У меня до сих пор хранятся несколько таких книг, что с дарственными надписями, что с открытками («Мы все из Бюллербю» Линдгрен, например). Они с самого начала были неновыми, но принимал я их с благодарностью, потому что мне лишь бы читать. «И телячьей колбасы самой-самой лучшей», до сих пор помню.
По той же причине сам я книг не дарил. Мне как раз почти все было жалко. Разве что пару раз в первом или втором классе – сбагрил приятелю «Красную легенду на белом снегу», которую сам так и не осилил, потому что там про становление Советской власти у манси, а мне больше приключения нравились, как в «Операции «Чукотка»».

– Изменяли ли вы сюжет, героев, включали ли себя в повествование?
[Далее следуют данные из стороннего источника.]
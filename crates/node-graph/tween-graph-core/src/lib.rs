//! tween-graph-core: a graph of animated values.
//!
//! Value nodes hold numbers that hosts set directly or drive with timing,
//! spring and decay animations. Derived nodes (interpolation, arithmetic,
//! modulo, diff-clamp, color) compute from their parents on demand, and
//! aggregate nodes (transform, style, props) snapshot many nodes into one
//! [`Value`](tween_api_core::Value). Listeners on value and derived nodes
//! fire whenever an upstream value changes.
//!
//! ```
//! use tween_graph_core::NodeGraph;
//! use tween_interp_core::InterpolationConfig;
//!
//! let mut graph = NodeGraph::new();
//! let progress = graph.create_value(0.5);
//! let width = graph
//!     .create_interpolation(progress, InterpolationConfig::new(vec![0.0, 1.0], vec![0.0, 200.0]))
//!     .unwrap();
//! assert_eq!(graph.get_number(width).unwrap(), 100.0);
//! ```

pub mod animation;
pub mod color_node;
pub mod config;
pub mod diagnostics;
pub mod error;
pub mod graph;
pub mod ids;
pub mod listeners;
pub mod native;
mod nodes;
pub mod topo;

pub use animation::{
    AnimationConfig, AnimationResult, DecayConfig, EndCallback, FrameRequests, SpringConfig,
    TimingConfig,
};
pub use config::{DiagnosticsCfg, GraphConfig};
pub use diagnostics::{Diagnostics, Warning};
pub use error::GraphError;
pub use graph::NodeGraph;
pub use ids::{AnimationId, ListenerId, NodeId};
pub use listeners::SuspendedListeners;
pub use native::{NativeConfig, NativeTransform, OutputType};
pub use nodes::{ColorInput, Listener, PropsCallback, StyleValue, TransformEntry, TransformValue};
pub use topo::topo_order;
– Поклясться не могу – забыл почему-то, — но наверняка и сюжет перепридумывал, чтобы страданий у героев было поменьше, и себя на их место ставил. Но, скорее, ставил не себя на их место, а их – на свое.
А иногда приходилось додумывать пропущенные куски – например, когда повесть печаталась с продолжением в нескольких номерах журнала «Пионер» или «Костер», а мне удавалось найти (в основном стырить из макулатуры, собранной в рамках пионерского соревнования) лишь часть этих номеров.

– Какой книге, каким героям вы подражали? В каком возрасте, и каким книгам?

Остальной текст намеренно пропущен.